Rationale and objectives: To evaluate the targeting accuracy of a novel robot-assisted guidance technique relying on one pair of 2D C-arm images.
Material and methods: In total, 160 punctures were carried out semi-automatically by using a novel robotic device. The needle's paths were planned based on one pair of 2D fluoroscopic images from different angles. Conically shaped aluminum tips inside a gelatin-filled plexiglass phantom served as targets. The accuracy of the needle placement was assessed by taking control CTs and measuring the Euclidean distance (ED) and normal distance (ND) between the needle and the target point. In addition, the procedural time per needle placement was evaluated.

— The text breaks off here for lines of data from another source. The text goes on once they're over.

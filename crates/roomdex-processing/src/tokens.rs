//! Heuristic token estimation for chunk sizing and usage accounting
//!
//! Exact tokenizer counts are not needed here: chunk budgets and usage
//! accumulators tolerate a few percent of error, and a character-class
//! heuristic avoids shipping a tokenizer model.

/// Fast token estimator based on character patterns
///
/// Roughly 4 characters per token for English prose, with punctuation and
/// non-ASCII symbols weighted up since they usually tokenize separately.
#[derive(Debug, Clone)]
pub struct TokenEstimator {
    chars_per_token: f64,
}

impl Default for TokenEstimator {
    fn default() -> Self {
        Self {
            chars_per_token: 4.0,
        }
    }
}

impl TokenEstimator {
    pub fn new() -> Self {
        Self::default()
    }

    /// Override the base chars-per-token ratio
    pub const fn with_ratio(chars_per_token: f64) -> Self {
        Self { chars_per_token }
    }

    /// Estimate the token count of a text span
    #[allow(clippy::cast_possible_truncation, clippy::cast_sign_loss)]
    pub fn estimate(&self, text: &str) -> usize {
        if text.is_empty() {
            return 0;
        }

        let mut word_chars = 0usize;
        let mut whitespace = 0usize;
        let mut punctuation = 0usize;
        let mut other = 0usize;

        for ch in text.chars() {
            if ch.is_alphabetic() || ch.is_numeric() {
                word_chars += 1;
            } else if ch.is_whitespace() {
                whitespace += 1;
            } else if ch.is_ascii_punctuation() {
                punctuation += 1;
            } else {
                other += 1;
            }
        }

        // Punctuation mostly becomes its own token; whitespace is usually
        // absorbed into the preceding token
        #[allow(clippy::cast_precision_loss)]
        let estimated = (word_chars as f64 / self.chars_per_token)
            + (punctuation as f64 * 0.8)
            + (other as f64 * 0.9)
            + (whitespace as f64 * 0.1);

        estimated.ceil() as usize
    }
}
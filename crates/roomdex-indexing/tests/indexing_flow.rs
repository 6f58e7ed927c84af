//! End-to-end flow tests over the trigger, worker, and pipeline with mock
//! backends

#![allow(clippy::unwrap_used)]

use std::sync::{Arc, Mutex};

use roomdex_config::{IndexingConfig, RedisConfig};
use roomdex_embeddings::MockEmbeddingGenerator;
use roomdex_indexing::{
    IndexingServices, IndexingWorker, StaticFlagService, TaskRunner, TriggerOutcome,
    trigger_dataroom_indexing,
};
use roomdex_meta_data::{DocumentIndexingStatus, MockDataroomRepository};
use roomdex_processing::{MockDocumentProcessor, MockRetrievalService};
use roomdex_queue::{MemoryStore, QueueManager};
use roomdex_vector_data::MockVectorStorage;

struct Harness {
    services: Arc<IndexingServices>,
    repository: MockDataroomRepository,
    processor: MockDocumentProcessor,
    embedder: MockEmbeddingGenerator,
    vectors: MockVectorStorage,
    retrieval: MockRetrievalService,
    flags: StaticFlagService,
}

impl Harness {
    fn new() -> Self {
        let repository = MockDataroomRepository::new();
        let processor = MockDocumentProcessor::new();
        let embedder = MockEmbeddingGenerator::new();
        let vectors = MockVectorStorage::new();
        let retrieval = MockRetrievalService::new();
        let flags = StaticFlagService::default();

        let redis = RedisConfig {
            url: "redis://localhost:6379".to_string(),
            lock_ttl_seconds: 3600,
            queue_ttl_seconds: 3600,
        };
        let queue = QueueManager::new(Arc::new(MemoryStore::new()), &redis);

        let config = IndexingConfig {
            url_signing_concurrency: 10,
            extraction_concurrency: 3,
            upsert_concurrency: 3,
            status_batch_size: 50,
            status_batch_concurrency: 5,
            worker_max_attempts: 3,
            worker_backoff_base_ms: 1,
            worker_backoff_cap_ms: 10,
            worker_max_duration_seconds: 3600,
        };

        let services = Arc::new(IndexingServices {
            queue,
            repository: Arc::new(repository.clone()),
            retrieval: Arc::new(retrieval.clone()),
            processor: Arc::new(processor.clone()),
            embedder: Arc::new(embedder.clone()),
            vectors: Arc::new(vectors.clone()),
            flags: Arc::new(flags.clone()),
            config,
        });

        Self {
            services,
            repository,
            processor,
            embedder,
            vectors,
            retrieval,
            flags,
        }
    }

    fn worker(&self) -> IndexingWorker {
        IndexingWorker::new(Arc::clone(&self.services))
    }

    /// Run the worker to completion and release the lock, as the task
    /// runner's cleanup would
    async fn drain(&self, dataroom_id: &str) -> roomdex_indexing::WorkerReport {
        let worker = self.worker();
        let report = worker.run(dataroom_id).await.unwrap();
        worker.release(dataroom_id).await;
        report
    }
}

/// Records spawn calls without executing the worker, so the lock stays held
#[derive(Clone, Default)]
struct RecordingRunner {
    spawned: Arc<Mutex<Vec<String>>>,
}

impl TaskRunner for RecordingRunner {
    fn spawn_worker(
        &self,
        _worker: IndexingWorker,
        dataroom_id: String,
        _team_id: String,
        _user_id: String,
    ) -> String {
        let task_id = format!("test-task-{dataroom_id}");
        self.spawned.lock().unwrap().push(task_id.clone());
        task_id
    }
}

#[tokio::test]
async fn concurrent_triggers_start_one_worker_and_queue_both_requests() {
    let harness = Harness::new();
    let runner = RecordingRunner::default();
    for doc in ["d1", "d2", "d3"] {
        harness
            .repository
            .insert_document("dr_1", doc, "text/plain", DocumentIndexingStatus::NotStarted);
    }

    let first = trigger_dataroom_indexing(&harness.services, &runner, "dr_1", "team_1", "user_1")
        .await
        .unwrap();
    assert!(matches!(first, TriggerOutcome::Started { .. }));

    let second = trigger_dataroom_indexing(&harness.services, &runner, "dr_1", "team_1", "user_1")
        .await
        .unwrap();
    assert_eq!(second, TriggerOutcome::Queued);

    assert_eq!(runner.spawned.lock().unwrap().len(), 1);
    assert_eq!(harness.services.queue.get_queue_length("dr_1").await, 2);
    assert!(harness.services.queue.is_indexing_running("dr_1").await);

    let report = harness.drain("dr_1").await;
    assert_eq!(report.requests_processed, 2);
    assert_eq!(harness.services.queue.get_queue_length("dr_1").await, 0);
    assert!(!harness.services.queue.is_indexing_running("dr_1").await);
    assert_eq!(harness.processor.cleanup_count(), 1);
}

#[tokio::test]
async fn fully_indexed_dataroom_is_a_no_op() {
    let harness = Harness::new();
    let runner = RecordingRunner::default();
    harness
        .repository
        .insert_document("dr_1", "d1", "text/plain", DocumentIndexingStatus::Completed);

    let outcome = trigger_dataroom_indexing(&harness.services, &runner, "dr_1", "team_1", "user_1")
        .await
        .unwrap();
    assert_eq!(outcome, TriggerOutcome::NoDocumentsToIndex);
    assert_eq!(harness.services.queue.get_queue_length("dr_1").await, 0);
    assert!(!harness.services.queue.is_indexing_running("dr_1").await);
    assert!(runner.spawned.lock().unwrap().is_empty());
}

#[tokio::test]
async fn disabled_feature_short_circuits_without_queue_state() {
    let harness = Harness::new();
    let runner = RecordingRunner::default();
    harness.flags.disable_team("team_1");
    harness
        .repository
        .insert_document("dr_1", "d1", "text/plain", DocumentIndexingStatus::NotStarted);

    let outcome = trigger_dataroom_indexing(&harness.services, &runner, "dr_1", "team_1", "user_1")
        .await
        .unwrap();
    assert_eq!(outcome, TriggerOutcome::FeatureDisabled);
    assert_eq!(harness.services.queue.get_queue_length("dr_1").await, 0);
}

#[tokio::test]
async fn empty_identifiers_are_rejected() {
    let harness = Harness::new();
    let runner = RecordingRunner::default();

    let err = trigger_dataroom_indexing(&harness.services, &runner, "", "team_1", "user_1")
        .await
        .unwrap_err();
    assert!(matches!(
        err,
        roomdex_indexing::IndexingError::Validation {
            field: "dataroom_id",
            ..
        }
    ));
}

#[tokio::test]
async fn successful_run_converges_all_statuses() {
    let harness = Harness::new();
    harness
        .repository
        .insert_document("dr_1", "d1", "text/plain", DocumentIndexingStatus::NotStarted);
    harness
        .repository
        .insert_document("dr_1", "d2", "text/plain", DocumentIndexingStatus::NotStarted);
    harness
        .services
        .queue
        .add_to_queue("dr_1", "team_1", "user_1")
        .await
        .unwrap();
    assert!(harness.services.queue.try_start_worker("dr_1").await.unwrap());

    let report = harness.drain("dr_1").await;
    assert_eq!(report.documents_indexed, 2);
    assert_eq!(report.documents_failed, 0);

    for doc in ["d1", "d2"] {
        let document = harness.repository.get_document("dr_1", doc).unwrap();
        assert_eq!(document.indexing_status, DocumentIndexingStatus::Completed);
        assert!((document.indexing_progress - 100.0).abs() < f32::EPSILON);
    }

    let settings = harness.repository.settings_for("dr_1").unwrap();
    assert_eq!(settings.status, DocumentIndexingStatus::Completed);
    assert!((settings.indexing_progress - 100.0).abs() < f32::EPSILON);
    assert!(settings.indexing_started_at.is_some());
    assert!(settings.indexing_completed_at.is_some());

    // 2 documents x 2 chunks each, mock embedder reports 10 tokens per chunk
    assert_eq!(settings.total_embedding_tokens, 40);
    assert_eq!(harness.vectors.points_for("dr_1").len(), 4);
    assert_eq!(harness.vectors.dimensions_for("dr_1"), Some(4));
}

#[tokio::test]
async fn one_failing_document_does_not_block_the_rest() {
    let harness = Harness::new();
    harness
        .repository
        .insert_document("dr_1", "bad", "text/plain", DocumentIndexingStatus::NotStarted);
    harness
        .repository
        .insert_document("dr_1", "good", "text/plain", DocumentIndexingStatus::NotStarted);
    harness.processor.fail_document("bad");

    harness
        .services
        .queue
        .add_to_queue("dr_1", "team_1", "user_1")
        .await
        .unwrap();
    harness.services.queue.try_start_worker("dr_1").await.unwrap();

    let report = harness.drain("dr_1").await;
    assert_eq!(report.documents_indexed, 1);
    assert_eq!(report.documents_failed, 1);

    let good = harness.repository.get_document("dr_1", "good").unwrap();
    assert_eq!(good.indexing_status, DocumentIndexingStatus::Completed);

    let bad = harness.repository.get_document("dr_1", "bad").unwrap();
    assert_eq!(bad.indexing_status, DocumentIndexingStatus::Failed);
    assert!(bad.indexing_error.is_some());

    // Only the good document's chunks were vectorized
    assert_eq!(harness.vectors.points_for("dr_1").len(), 2);
}

#[tokio::test]
async fn embedding_failure_fails_the_request_but_not_the_worker() {
    let harness = Harness::new();
    harness
        .repository
        .insert_document("dr_1", "d1", "text/plain", DocumentIndexingStatus::NotStarted);
    harness.embedder.fail_next();

    harness
        .services
        .queue
        .add_to_queue("dr_1", "team_1", "user_1")
        .await
        .unwrap();
    harness.services.queue.try_start_worker("dr_1").await.unwrap();

    let report = harness.drain("dr_1").await;
    assert_eq!(report.requests_failed, 1);
    assert_eq!(report.requests_processed, 0);

    // Failure is surfaced on the dataroom status for pollers
    let settings = harness.repository.settings_for("dr_1").unwrap();
    assert_eq!(settings.status, DocumentIndexingStatus::Failed);
    assert!(settings.indexing_error.is_some());

    // Queue is drained and the lock is gone
    assert_eq!(harness.services.queue.get_queue_length("dr_1").await, 0);
    assert!(!harness.services.queue.is_indexing_running("dr_1").await);
}

#[tokio::test]
async fn unsupported_documents_are_skipped_not_failed() {
    let harness = Harness::new();
    harness.repository.insert_document(
        "dr_1",
        "scan",
        "application/pdf",
        DocumentIndexingStatus::NotStarted,
    );
    harness
        .services
        .queue
        .add_to_queue("dr_1", "team_1", "user_1")
        .await
        .unwrap();
    harness.services.queue.try_start_worker("dr_1").await.unwrap();

    let report = harness.drain("dr_1").await;
    assert_eq!(report.documents_skipped, 1);
    assert_eq!(report.documents_failed, 0);

    // Still eligible for a future run once a capable extractor ships
    let document = harness.repository.get_document("dr_1", "scan").unwrap();
    assert_eq!(document.indexing_status, DocumentIndexingStatus::NotStarted);
}

#[tokio::test]
async fn signing_failure_falls_back_to_the_storage_path() {
    let harness = Harness::new();
    harness
        .repository
        .insert_document("dr_1", "d1", "text/plain", DocumentIndexingStatus::NotStarted);
    harness.retrieval.fail_path("datarooms/dr_1/d1");

    harness
        .services
        .queue
        .add_to_queue("dr_1", "team_1", "user_1")
        .await
        .unwrap();
    harness.services.queue.try_start_worker("dr_1").await.unwrap();

    let report = harness.drain("dr_1").await;
    assert_eq!(report.documents_indexed, 1);
    assert_eq!(report.documents_failed, 0);
}

#[tokio::test]
async fn worker_exits_clean_when_the_lock_is_not_held() {
    let harness = Harness::new();
    harness
        .repository
        .insert_document("dr_1", "d1", "text/plain", DocumentIndexingStatus::NotStarted);
    harness
        .services
        .queue
        .add_to_queue("dr_1", "team_1", "user_1")
        .await
        .unwrap();

    // No try_start_worker call: the lock does not exist
    let report = harness.worker().run("dr_1").await.unwrap();
    assert_eq!(report, roomdex_indexing::WorkerReport::default());

    // Nothing was dequeued or processed
    assert_eq!(harness.services.queue.get_queue_length("dr_1").await, 1);
    assert!(harness.processor.processed_documents().is_empty());
}

#[tokio::test]
async fn second_request_for_the_same_dataroom_is_a_cheap_no_op() {
    let harness = Harness::new();
    harness
        .repository
        .insert_document("dr_1", "d1", "text/plain", DocumentIndexingStatus::NotStarted);

    harness
        .services
        .queue
        .add_to_queue("dr_1", "team_1", "user_1")
        .await
        .unwrap();
    harness
        .services
        .queue
        .add_to_queue("dr_1", "team_1", "user_1")
        .await
        .unwrap();
    harness.services.queue.try_start_worker("dr_1").await.unwrap();

    let report = harness.drain("dr_1").await;
    // First request indexes the document; the second finds nothing left
    assert_eq!(report.requests_processed, 2);
    assert_eq!(report.documents_indexed, 1);
    assert_eq!(report.documents_skipped, 1);
    assert_eq!(harness.embedder.call_count(), 1);
}
//! Per-team feature flag gate for the indexing trigger

use async_trait::async_trait;
use std::collections::HashSet;
use std::sync::{Arc, Mutex};

/// Flags resolved for a team
///
/// Carries only the flags this subsystem consults; providers may expose
/// more.
#[derive(Debug, Clone, Copy, Default, PartialEq, Eq)]
pub struct TeamFlags {
    pub rag_indexing: bool,
}

/// Resolves feature flags for a team
#[async_trait]
pub trait FeatureFlagService: Send + Sync {
    /// Fetch the team's flags; lookup failures should degrade to
    /// all-disabled rather than propagate
    async fn get_flags(&self, team_id: &str) -> TeamFlags;
}

/// Flag service driven by a static default plus per-team disables
///
/// Stands in for an external flag provider: enabled by default, with an
/// explicit deny list.
#[derive(Clone)]
pub struct StaticFlagService {
    enabled_by_default: bool,
    disabled_teams: Arc<Mutex<HashSet<String>>>,
}

impl Default for StaticFlagService {
    fn default() -> Self {
        Self {
            enabled_by_default: true,
            disabled_teams: Arc::new(Mutex::new(HashSet::new())),
        }
    }
}

impl StaticFlagService {
    pub fn new(enabled_by_default: bool) -> Self {
        Self {
            enabled_by_default,
            ..Self::default()
        }
    }

    /// Disable the flag for a specific team
    pub fn disable_team(&self, team_id: &str) {
        if let Ok(mut teams) = self.disabled_teams.lock() {
            teams.insert(team_id.to_string());
        }
    }
}

#[async_trait]
impl FeatureFlagService for StaticFlagService {
    async fn get_flags(&self, team_id: &str) -> TeamFlags {
        let disabled = self
            .disabled_teams
            .lock()
            .map(|teams| teams.contains(team_id))
            .unwrap_or(true);
        TeamFlags {
            rag_indexing: self.enabled_by_default && !disabled,
        }
    }
}
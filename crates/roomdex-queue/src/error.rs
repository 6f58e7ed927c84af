//! Error types for lock and queue operations

use thiserror::Error;

/// Errors from queue and lock operations
#[derive(Error, Debug)]
pub enum QueueError {
    /// Bad input to a queue operation, surfaced immediately and never retried
    #[error("Validation failed for '{field}' in {operation}")]
    Validation {
        field: &'static str,
        operation: &'static str,
    },

    /// The backing key-value store failed
    #[error("Store operation '{operation}' failed: {message}")]
    Store {
        operation: &'static str,
        message: String,
    },

    /// A queue member could not be serialized or deserialized
    #[error("Serialization error: {0}")]
    Serialization(#[from] serde_json::Error),
}

impl QueueError {
    /// Wrap a store-level failure with the operation that hit it
    pub fn store(operation: &'static str, source: impl std::fmt::Display) -> Self {
        Self::Store {
            operation,
            message: source.to_string(),
        }
    }
}

/// Result type for queue operations
pub type QueueResult<T> = Result<T, QueueError>;
//! Text document processor: fetch, extract, paragraph-chunk

use async_trait::async_trait;
use chrono::Utc;
use tracing::debug;

use crate::chunk::{ChunkMetadata, DocumentChunk};
use crate::error::{ProcessingError, ProcessingResult};
use crate::tokens::TokenEstimator;
use crate::traits::{DocumentInput, DocumentProcessor};

/// Content types extractable as plain text
///
/// PDF and image formats are deliberately absent: documents with those types
/// are filtered out before processing and remain not-indexed until a capable
/// extractor is added.
const SUPPORTED_FORMATS: &[&str] = &[
    "text/plain",
    "text/markdown",
    "text/csv",
    "text/html",
    "application/json",
];

/// Processor for text-like documents
///
/// Fetches the body over HTTP, then packs paragraphs into chunks bounded by
/// the embedding token budget.
pub struct TextDocumentProcessor {
    client: reqwest::Client,
    estimator: TokenEstimator,
    max_chunk_tokens: usize,
}

impl TextDocumentProcessor {
    pub fn new(max_chunk_tokens: usize) -> Self {
        Self {
            client: reqwest::Client::new(),
            estimator: TokenEstimator::new(),
            max_chunk_tokens,
        }
    }

    async fn fetch_body(&self, input: &DocumentInput) -> ProcessingResult<String> {
        let response = self
            .client
            .get(&input.retrieval_url)
            .send()
            .await
            .and_then(reqwest::Response::error_for_status)
            .map_err(|e| ProcessingError::Fetch {
                document_id: input.document_id.clone(),
                message: e.to_string(),
            })?;

        response.text().await.map_err(|e| ProcessingError::Fetch {
            document_id: input.document_id.clone(),
            message: e.to_string(),
        })
    }

    /// Pack paragraphs into chunks without exceeding the token budget
    fn chunk_text(&self, text: &str) -> Vec<(String, usize)> {
        let mut chunks = Vec::new();
        let mut current = String::new();

        for paragraph in text.split("\n\n").map(str::trim).filter(|p| !p.is_empty()) {
            let paragraph_tokens = self.estimator.estimate(paragraph);

            if paragraph_tokens > self.max_chunk_tokens {
                if !current.is_empty() {
                    let tokens = self.estimator.estimate(&current);
                    chunks.push((std::mem::take(&mut current), tokens));
                }
                for piece in self.split_oversized(paragraph) {
                    let tokens = self.estimator.estimate(&piece);
                    chunks.push((piece, tokens));
                }
                continue;
            }

            let combined_tokens = if current.is_empty() {
                paragraph_tokens
            } else {
                self.estimator.estimate(&current) + paragraph_tokens
            };

            if combined_tokens > self.max_chunk_tokens && !current.is_empty() {
                let tokens = self.estimator.estimate(&current);
                chunks.push((std::mem::take(&mut current), tokens));
            }

            if !current.is_empty() {
                current.push_str("\n\n");
            }
            current.push_str(paragraph);
        }

        if !current.is_empty() {
            let tokens = self.estimator.estimate(&current);
            chunks.push((current, tokens));
        }

        chunks
    }

    /// Hard-split a paragraph that alone exceeds the budget
    fn split_oversized(&self, paragraph: &str) -> Vec<String> {
        // ~4 chars per token keeps each piece under budget for the estimator
        let max_chars = self.max_chunk_tokens.saturating_mul(4).max(1);
        let mut pieces = Vec::new();
        let mut current = String::new();

        for ch in paragraph.chars() {
            current.push(ch);
            if current.chars().count() >= max_chars {
                pieces.push(std::mem::take(&mut current));
            }
        }
        if !current.is_empty() {
            pieces.push(current);
        }
        pieces
    }
}

#[async_trait]
impl DocumentProcessor for TextDocumentProcessor {
    async fn process_document(
        &self,
        input: &DocumentInput,
    ) -> ProcessingResult<Vec<DocumentChunk>> {
        if !self.is_supported(&input.content_type) {
            return Err(ProcessingError::UnsupportedContentType(
                input.content_type.clone(),
            ));
        }

        let body = self.fetch_body(input).await?;
        if body.trim().is_empty() {
            return Err(ProcessingError::Extraction {
                document_id: input.document_id.clone(),
                message: "Document body is empty".to_string(),
            });
        }

        let created_at = Utc::now();
        let chunks: Vec<DocumentChunk> = self
            .chunk_text(&body)
            .into_iter()
            .enumerate()
            .map(|(chunk_index, (content, token_count))| {
                DocumentChunk::new(
                    content,
                    token_count,
                    ChunkMetadata {
                        document_id: input.document_id.clone(),
                        document_name: input.name.clone(),
                        content_type: input.content_type.clone(),
                        dataroom_id: input.dataroom_id.clone(),
                        team_id: input.team_id.clone(),
                        chunk_index,
                        created_at,
                    },
                )
            })
            .collect();

        debug!(
            document_id = %input.document_id,
            chunks = chunks.len(),
            "Processed document"
        );
        Ok(chunks)
    }

    fn supported_formats(&self) -> &[&str] {
        SUPPORTED_FORMATS
    }
}

#[cfg(test)]
mod tests {
    #![allow(clippy::unwrap_used)]

    use super::*;
    use wiremock::matchers::{method, path};
    use wiremock::{Mock, MockServer, ResponseTemplate};

    fn input(url: &str, content_type: &str) -> DocumentInput {
        DocumentInput {
            document_id: "doc_1".to_string(),
            name: "notes.txt".to_string(),
            content_type: content_type.to_string(),
            retrieval_url: url.to_string(),
            dataroom_id: "dr_1".to_string(),
            team_id: "team_1".to_string(),
        }
    }

    #[test]
    fn content_type_matching_ignores_parameters() {
        let processor = TextDocumentProcessor::new(800);
        assert!(processor.is_supported("text/plain"));
        assert!(processor.is_supported("text/plain; charset=utf-8"));
        assert!(processor.is_supported("Text/Markdown"));
        assert!(!processor.is_supported("application/pdf"));
        assert!(!processor.is_supported("image/png"));
    }

    #[test]
    fn paragraphs_pack_until_the_budget() {
        let processor = TextDocumentProcessor::new(800);
        let text = "First paragraph here.\n\nSecond paragraph here.";
        let chunks = processor.chunk_text(text);
        assert_eq!(chunks.len(), 1);
        assert!(chunks[0].0.contains("First paragraph"));
        assert!(chunks[0].0.contains("Second paragraph"));
    }

    #[test]
    fn oversized_paragraph_is_hard_split() {
        let processor = TextDocumentProcessor::new(10);
        let long = "word ".repeat(100);
        let chunks = processor.chunk_text(&long);
        assert!(chunks.len() > 1);
        assert!(chunks.iter().all(|(_, tokens)| *tokens > 0));
    }

    #[tokio::test]
    async fn processes_a_fetched_text_document() {
        let server = MockServer::start().await;
        Mock::given(method("GET"))
            .and(path("/doc"))
            .respond_with(ResponseTemplate::new(200).set_body_string(
                "Alpha paragraph with content.\n\nBeta paragraph with more content.",
            ))
            .mount(&server)
            .await;

        let processor = TextDocumentProcessor::new(800);
        let chunks = processor
            .process_document(&input(&format!("{}/doc", server.uri()), "text/plain"))
            .await
            .unwrap();

        assert!(!chunks.is_empty());
        assert_eq!(chunks[0].chunk_id, "doc_1:0");
        assert_eq!(chunks[0].metadata.dataroom_id, "dr_1");
        assert!(chunks[0].token_count > 0);
    }

    #[tokio::test]
    async fn fetch_failure_is_a_per_document_error() {
        let server = MockServer::start().await;
        Mock::given(method("GET"))
            .and(path("/doc"))
            .respond_with(ResponseTemplate::new(500))
            .mount(&server)
            .await;

        let processor = TextDocumentProcessor::new(800);
        let err = processor
            .process_document(&input(&format!("{}/doc", server.uri()), "text/plain"))
            .await
            .unwrap_err();
        assert!(matches!(err, ProcessingError::Fetch { .. }));
    }

    #[tokio::test]
    async fn unsupported_content_type_is_rejected_before_fetch() {
        let processor = TextDocumentProcessor::new(800);
        let err = processor
            .process_document(&input("http://unused.invalid/doc", "application/pdf"))
            .await
            .unwrap_err();
        assert!(matches!(err, ProcessingError::UnsupportedContentType(_)));
    }

    #[tokio::test]
    async fn empty_body_is_an_extraction_error() {
        let server = MockServer::start().await;
        Mock::given(method("GET"))
            .and(path("/doc"))
            .respond_with(ResponseTemplate::new(200).set_body_string("   \n  "))
            .mount(&server)
            .await;

        let processor = TextDocumentProcessor::new(800);
        let err = processor
            .process_document(&input(&format!("{}/doc", server.uri()), "text/plain"))
            .await
            .unwrap_err();
        assert!(matches!(err, ProcessingError::Extraction { .. }));
    }
}
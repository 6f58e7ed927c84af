//! Indexing trigger: the public entry point of the subsystem

use std::sync::Arc;

use tracing::{debug, info};

use crate::error::{IndexingError, IndexingResult};
use crate::services::IndexingServices;
use crate::task::TaskRunner;
use crate::worker::IndexingWorker;

/// Outcome of a trigger call
///
/// `FeatureDisabled` and `NoDocumentsToIndex` are normal non-error results;
/// `Queued` means a currently running worker will pick the request up.
#[derive(Debug, Clone, PartialEq, Eq)]
pub enum TriggerOutcome {
    Started { task_id: String },
    Queued,
    NoDocumentsToIndex,
    FeatureDisabled,
}

/// Request indexing for a dataroom
///
/// Checks the team's feature flag, pre-counts unindexed documents, enqueues
/// a request, and starts a background worker iff no worker currently holds
/// the dataroom's lock. The enqueue is unconditional once the pre-checks
/// pass: every call represents a real intent to index and must not be
/// silently dropped, even when a worker is already running.
///
/// The document count here is advisory only. The worker recomputes the
/// dataroom's status per request, since documents can change between
/// trigger and processing.
///
/// # Errors
///
/// Returns a validation error for empty identifiers, or a wrapped store
/// error from the count or enqueue.
pub async fn trigger_dataroom_indexing(
    services: &Arc<IndexingServices>,
    runner: &dyn TaskRunner,
    dataroom_id: &str,
    team_id: &str,
    user_id: &str,
) -> IndexingResult<TriggerOutcome> {
    const OPERATION: &str = "trigger_dataroom_indexing";
    if dataroom_id.is_empty() {
        return Err(IndexingError::Validation {
            field: "dataroom_id",
            operation: OPERATION,
        });
    }
    if team_id.is_empty() {
        return Err(IndexingError::Validation {
            field: "team_id",
            operation: OPERATION,
        });
    }
    if user_id.is_empty() {
        return Err(IndexingError::Validation {
            field: "user_id",
            operation: OPERATION,
        });
    }

    // Short-circuit before touching queue state for a disabled feature
    if !services.flags.get_flags(team_id).await.rag_indexing {
        debug!(dataroom_id, team_id, "RAG indexing disabled for team");
        return Ok(TriggerOutcome::FeatureDisabled);
    }

    let unindexed = services
        .repository
        .count_unindexed_documents(dataroom_id)
        .await?;
    if unindexed == 0 {
        debug!(dataroom_id, "No documents to index");
        return Ok(TriggerOutcome::NoDocumentsToIndex);
    }

    let request = services
        .queue
        .add_to_queue(dataroom_id, team_id, user_id)
        .await?;

    if services.queue.try_start_worker(dataroom_id).await? {
        let worker = IndexingWorker::new(Arc::clone(services));
        let task_id = runner.spawn_worker(
            worker,
            dataroom_id.to_string(),
            team_id.to_string(),
            user_id.to_string(),
        );
        info!(
            dataroom_id,
            team_id,
            request_id = %request.request_id,
            task_id = %task_id,
            unindexed,
            "Started indexing worker"
        );
        Ok(TriggerOutcome::Started { task_id })
    } else {
        info!(
            dataroom_id,
            request_id = %request.request_id,
            "Worker already active, request queued"
        );
        Ok(TriggerOutcome::Queued)
    }
}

Results: The accomplished mean NDs at the target for the 45°, 60°, 75° and 90° angles were 1.86 mm (SD ± 0.19), 2.68 mm (SD ± 0.18), 2.19 mm (SD ± 0.18) and 1.86 mm (SD ± 0.18), respectively. The corresponding mean EDs were 2.32 mm (SD ± 0.16), 2.68 mm (SD ± 0.18), 2.65 mm (SD ± 0.16) and 2.44 mm (SD ± 0.15). The mean duration of the total procedure, including image acquisition, trajectory planning and placement of four needles sequentially, was 12.7 min.
Conclusions: Robotic guidance based on two 2D fluoroscopy images allows for the precise placement of needle-like instruments at the first attempt without the need for using an invasive dynamic reference frame. This novel approach seems to be a valuable tool for the precise targeting of various anatomical structures that can be identified in fluoroscopic images.
Keywords: fluoroscopy; imaging; interventional; punctures; robotic surgical procedures; robotics.